Task details:
Every line of the material below, from the top through the line with "mod json_output;", should be reproduced exactly.

Data under study:
□ □ □ □ □
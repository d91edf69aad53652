//! Output module for persisting the merged catalogue
//!
//! This module handles:
//! - Deriving the output file name from the crawled criteria
//! - Writing the catalogue as CSV and/or JSON
//! - Writing per-record chapter contents files

mod contents;
mod csv_output;
mod json_output;
mod naming;
mod traits;

pub use contents::write_contents_files;
pub use csv_output::{CsvOutput, LIST_SEPARATOR};
pub use json_output::JsonOutput;
pub use naming::{output_filename, output_stem};
pub use traits::{OutputError, OutputHandler, OutputResult};

use crate::config::OutputConfig;
use crate::records::MergedRecord;
use crate::search::SearchCriteria;
use std::path::{Path, PathBuf};

/// Writes the catalogue in every configured format
///
/// # Arguments
///
/// * `config` - Output directory, format and optional contents directory
/// * `records` - The merged records
/// * `criteria` - The criteria sets the records came from, used for naming
///
/// # Returns
///
/// * `Ok(Vec<PathBuf>)` - Catalogue files written (contents files excluded)
/// * `Err(OutputError)` - A file could not be written
pub fn write_outputs(
    config: &OutputConfig,
    records: &[MergedRecord],
    criteria: &[SearchCriteria],
) -> OutputResult<Vec<PathBuf>> {
    if records.is_empty() {
        tracing::warn!("No records to save");
        return Ok(Vec::new());
    }

    let directory = Path::new(&config.directory);
    std::fs::create_dir_all(directory)?;

    let stem = output_stem(criteria);
    let mut handlers: Vec<Box<dyn OutputHandler>> = Vec::new();
    if config.format.writes_csv() {
        handlers.push(Box::new(CsvOutput));
    }
    if config.format.writes_json() {
        handlers.push(Box::new(JsonOutput));
    }

    let mut written = Vec::new();
    for handler in handlers {
        let path = directory.join(format!("{}.{}", stem, handler.extension()));
        handler.write(records, &path)?;
        tracing::info!("Saved {} record(s) to {}", records.len(), path.display());
        written.push(path);
    }

    if let Some(contents_dir) = &config.contents_directory {
        write_contents_files(records, Path::new(contents_dir))?;
    }

    Ok(written)
}
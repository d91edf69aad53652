use crate::config::types::Config;
use crate::config::validation::validate;
use crate::search::SearchCriteria;
use crate::ConfigError;
use chrono::{Local, NaiveDate};
use sha2::{Digest, Sha256};
use std::path::Path;

/// Page size used by the default search
pub const DEFAULT_PAGE_SIZE: u32 = 15;

/// Loads and parses a configuration file from the given path
///
/// When the file declares no `[[search]]` table, a single default search
/// covering everything published since 2000-01-01 is added.
///
/// # Arguments
///
/// * `path` - Path to the TOML configuration file
///
/// # Returns
///
/// * `Ok(Config)` - Successfully loaded and validated configuration
/// * `Err(ConfigError)` - Failed to load, parse, or validate the configuration
///
/// # Example
///
/// ```no_run
/// use std::path::Path;
/// use guidance_crawler::config::load_config;
///
/// let config = load_config(Path::new("crawler.toml")).unwrap();
/// println!("Max retries: {}", config.crawler.max_retries);
/// ```
pub fn load_config(path: &Path) -> Result<Config, ConfigError> {
    let content = std::fs::read_to_string(path)?;
    parse_config(&content)
}

/// Parses and validates configuration text
pub fn parse_config(content: &str) -> Result<Config, ConfigError> {
    let mut config: Config = toml::from_str(content)?;

    if config.search.is_empty() {
        config.search.push(default_search(Local::now().date_naive()));
    }

    validate(&config)?;

    Ok(config)
}

/// The search used when none is configured: everything from 2000-01-01 to `today`
pub fn default_search(today: NaiveDate) -> SearchCriteria {
    SearchCriteria {
        from_date: NaiveDate::from_ymd_opt(2000, 1, 1),
        to_date: Some(today),
        page_size: Some(DEFAULT_PAGE_SIZE),
        ..Default::default()
    }
}

/// Computes a SHA-256 hash of the configuration file content
///
/// This is logged at startup so runs can be matched to the exact configuration.
///
/// # Arguments
///
/// * `path` - Path to the TOML configuration file
///
/// # Returns
///
/// * `Ok(String)` - Hex-encoded SHA-256 hash of the file content
/// * `Err(ConfigError)` - Failed to read the file
pub fn compute_config_hash(path: &Path) -> Result<String, ConfigError> {
    let content = std::fs::read_to_string(path)?;
    let mut hasher = Sha256::new();
    hasher.update(content.as_bytes());
    let result = hasher.finalize();
    Ok(hex::encode(result))
}

/// Loads a configuration and returns both the config and its hash
pub fn load_config_with_hash(path: &Path) -> Result<(Config, String), ConfigError> {
    let config = load_config(path)?;
    let hash = compute_config_hash(path)?;
    Ok((config, hash))
}
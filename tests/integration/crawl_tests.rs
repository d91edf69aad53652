use crate::common::{hits, html, listing_page, row, test_config, LISTING_PATH};
use guidance_crawler::{run_crawl, CrawlError, Crawler, SearchCriteria};
use wiremock::matchers::{method, path, query_param};
use wiremock::{Mock, MockServer, ResponseTemplate};

fn guidance_criteria() -> SearchCriteria {
    SearchCriteria {
        document_type: Some("Guidance".to_string()),
        guidance_programme: Some("NICE guidelines".to_string()),
        page_size: Some(2),
        ..Default::default()
    }
}

/// Serves a two-page listing: two valid rows, then one valid and one malformed
async fn mount_two_page_listing(server: &MockServer) {
    let first = listing_page(
        2,
        &format!(
            "{}{}",
            row("Alpha guideline", "/guidance/ng1", "NG1"),
            row("Beta guideline", "/guidance/ng2", "NG2")
        ),
    );
    let second = listing_page(
        2,
        &format!(
            "{}{}",
            row("Gamma guideline", "/guidance/ng3", "NG3"),
            r#"<tr><td><a href="/guidance/broken">Broken</a></td><td>X1</td><td>2020</td></tr>"#
        ),
    );

    // discovery and page 1
    Mock::given(method("GET"))
        .and(path(LISTING_PATH))
        .respond_with(html(first))
        .with_priority(10)
        .mount(server)
        .await;

    Mock::given(method("GET"))
        .and(path(LISTING_PATH))
        .and(query_param("pa", "2"))
        .respond_with(html(second))
        .with_priority(1)
        .mount(server)
        .await;
}

#[tokio::test]
async fn test_two_page_listing_aggregates_in_page_order() {
    let server = MockServer::start().await;
    mount_two_page_listing(&server).await;

    let config = test_config(&server.uri(), vec![guidance_criteria()]);
    let crawler = Crawler::new(&config).unwrap();
    let entries = crawler.crawl_listing(&guidance_criteria()).await.unwrap();

    let references: Vec<&str> = entries.iter().map(|e| e.reference.as_str()).collect();
    assert_eq!(references, vec!["NG1", "NG2", "NG3"]);

    let first = &entries[0];
    assert_eq!(first.url, format!("{}/guidance/ng1", server.uri()));
    assert_eq!(first.title, "Alpha guideline");
    assert_eq!(first.published_date, "2020-01-15");
    assert_eq!(first.last_updated, "2021-03-01");
    assert_eq!(first.document_type, "Guidance");
    assert_eq!(first.programme.as_deref(), Some("NICE guidelines"));

    // discovery + page 1 + page 2
    assert_eq!(hits(&server, LISTING_PATH).await, 3);
}

#[tokio::test]
async fn test_listing_only_run() {
    let server = MockServer::start().await;
    mount_two_page_listing(&server).await;

    let mut config = test_config(&server.uri(), vec![guidance_criteria()]);
    config.crawler.fetch_contents = false;

    let outcome = run_crawl(&config).await.unwrap();

    assert!(outcome.failed.is_empty());
    assert_eq!(outcome.raw_count, 3);
    assert_eq!(outcome.records.len(), 3);
    assert!(outcome.records.iter().all(|r| r.contents.is_none()));
    assert_eq!(hits(&server, "/guidance/ng1").await, 0);
}

#[tokio::test]
async fn test_pinned_page_crawls_only_that_page() {
    let server = MockServer::start().await;
    mount_two_page_listing(&server).await;

    let criteria = SearchCriteria {
        page: Some(2),
        ..guidance_criteria()
    };
    let config = test_config(&server.uri(), vec![criteria.clone()]);
    let crawler = Crawler::new(&config).unwrap();
    let entries = crawler.crawl_listing(&criteria).await.unwrap();

    let references: Vec<&str> = entries.iter().map(|e| e.reference.as_str()).collect();
    assert_eq!(references, vec!["NG3"]);
    assert_eq!(hits(&server, LISTING_PATH).await, 2);
}

#[tokio::test]
async fn test_failed_listing_page_is_skipped() {
    let server = MockServer::start().await;
    Mock::given(method("GET"))
        .and(path(LISTING_PATH))
        .respond_with(html(listing_page(
            2,
            &row("Alpha guideline", "/guidance/ng1", "NG1"),
        )))
        .with_priority(10)
        .mount(&server)
        .await;
    Mock::given(method("GET"))
        .and(path(LISTING_PATH))
        .and(query_param("pa", "2"))
        .respond_with(ResponseTemplate::new(502))
        .with_priority(1)
        .mount(&server)
        .await;

    let config = test_config(&server.uri(), vec![guidance_criteria()]);
    let crawler = Crawler::new(&config).unwrap();
    let entries = crawler.crawl_listing(&guidance_criteria()).await.unwrap();

    assert_eq!(entries.len(), 1);
    assert_eq!(entries[0].reference, "NG1");
}

#[tokio::test]
async fn test_missing_pagination_is_fatal() {
    let server = MockServer::start().await;
    Mock::given(method("GET"))
        .and(path(LISTING_PATH))
        .respond_with(html(
            "<html><body><table><tbody></tbody></table></body></html>",
        ))
        .mount(&server)
        .await;

    let config = test_config(&server.uri(), vec![guidance_criteria()]);
    let crawler = Crawler::new(&config).unwrap();
    let result = crawler.crawl(&guidance_criteria()).await;
    assert!(matches!(result, Err(CrawlError::Parse { .. })));

    let outcome = run_crawl(&config).await.unwrap();
    assert!(outcome.records.is_empty());
    assert_eq!(outcome.failed.len(), 1);
    assert!(outcome.all_failed(config.search.len()));
}

#[tokio::test]
async fn test_unreachable_discovery_is_fatal() {
    let server = MockServer::start().await;
    Mock::given(method("GET"))
        .and(path(LISTING_PATH))
        .respond_with(ResponseTemplate::new(503))
        .mount(&server)
        .await;

    let config = test_config(&server.uri(), vec![guidance_criteria()]);
    let crawler = Crawler::new(&config).unwrap();

    match crawler.crawl(&guidance_criteria()).await {
        Err(CrawlError::Fetch(error)) => assert_eq!(error.attempts, 2),
        other => panic!("expected fetch error, got {:?}", other),
    }
}

#[tokio::test]
async fn test_duplicates_across_searches_are_merged() {
    let server = MockServer::start().await;
    let shared = listing_page(1, &row("Shared document", "/guidance/ng9", "NG9"));

    Mock::given(method("GET"))
        .and(path(LISTING_PATH))
        .and(query_param("ndt", "Guidance"))
        .respond_with(html(shared.clone()))
        .mount(&server)
        .await;
    Mock::given(method("GET"))
        .and(path(LISTING_PATH))
        .and(query_param("ndt", "NICE advice"))
        .respond_with(html(shared))
        .mount(&server)
        .await;

    let advice = SearchCriteria {
        document_type: Some("NICE advice".to_string()),
        advice_programme: Some("Evidence summaries".to_string()),
        ..Default::default()
    };
    let mut config = test_config(&server.uri(), vec![guidance_criteria(), advice]);
    config.crawler.fetch_contents = false;

    let outcome = run_crawl(&config).await.unwrap();

    assert_eq!(outcome.raw_count, 2);
    assert_eq!(outcome.records.len(), 1);
    let record = &outcome.records[0];
    assert_eq!(record.reference, "NG9");
    assert_eq!(
        record.document_types,
        Some(vec!["Guidance".to_string(), "NICE advice".to_string()])
    );
    assert_eq!(
        record.programmes,
        Some(vec![
            "NICE guidelines".to_string(),
            "Evidence summaries".to_string()
        ])
    );
}

#[tokio::test]
async fn test_one_failed_search_does_not_stop_the_run() {
    let server = MockServer::start().await;
    Mock::given(method("GET"))
        .and(path(LISTING_PATH))
        .and(query_param("ndt", "Guidance"))
        .respond_with(html(listing_page(1, &row("Kept", "/guidance/ng1", "NG1"))))
        .mount(&server)
        .await;
    Mock::given(method("GET"))
        .and(path(LISTING_PATH))
        .and(query_param("ndt", "Broken"))
        .respond_with(html("<html><body>no pagination</body></html>"))
        .mount(&server)
        .await;

    let broken = SearchCriteria {
        document_type: Some("Broken".to_string()),
        ..Default::default()
    };
    let mut config = test_config(&server.uri(), vec![broken, guidance_criteria()]);
    config.crawler.fetch_contents = false;

    let outcome = run_crawl(&config).await.unwrap();

    assert_eq!(outcome.records.len(), 1);
    assert_eq!(outcome.failed.len(), 1);
    assert_eq!(outcome.failed[0].0.document_type.as_deref(), Some("Broken"));
    assert!(!outcome.all_failed(config.search.len()));
}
□ □ □ □ □
Answer to this exercise:
repository d91edf69aad53652
//! Output module for persisting the merged catalogue
//!
//! This module handles:
//! - Deriving the output file name from the crawled criteria
//! - Writing the catalogue as CSV and/or JSON
//! - Writing per-record chapter contents files

mod contents;
mod csv_output;
mod json_output;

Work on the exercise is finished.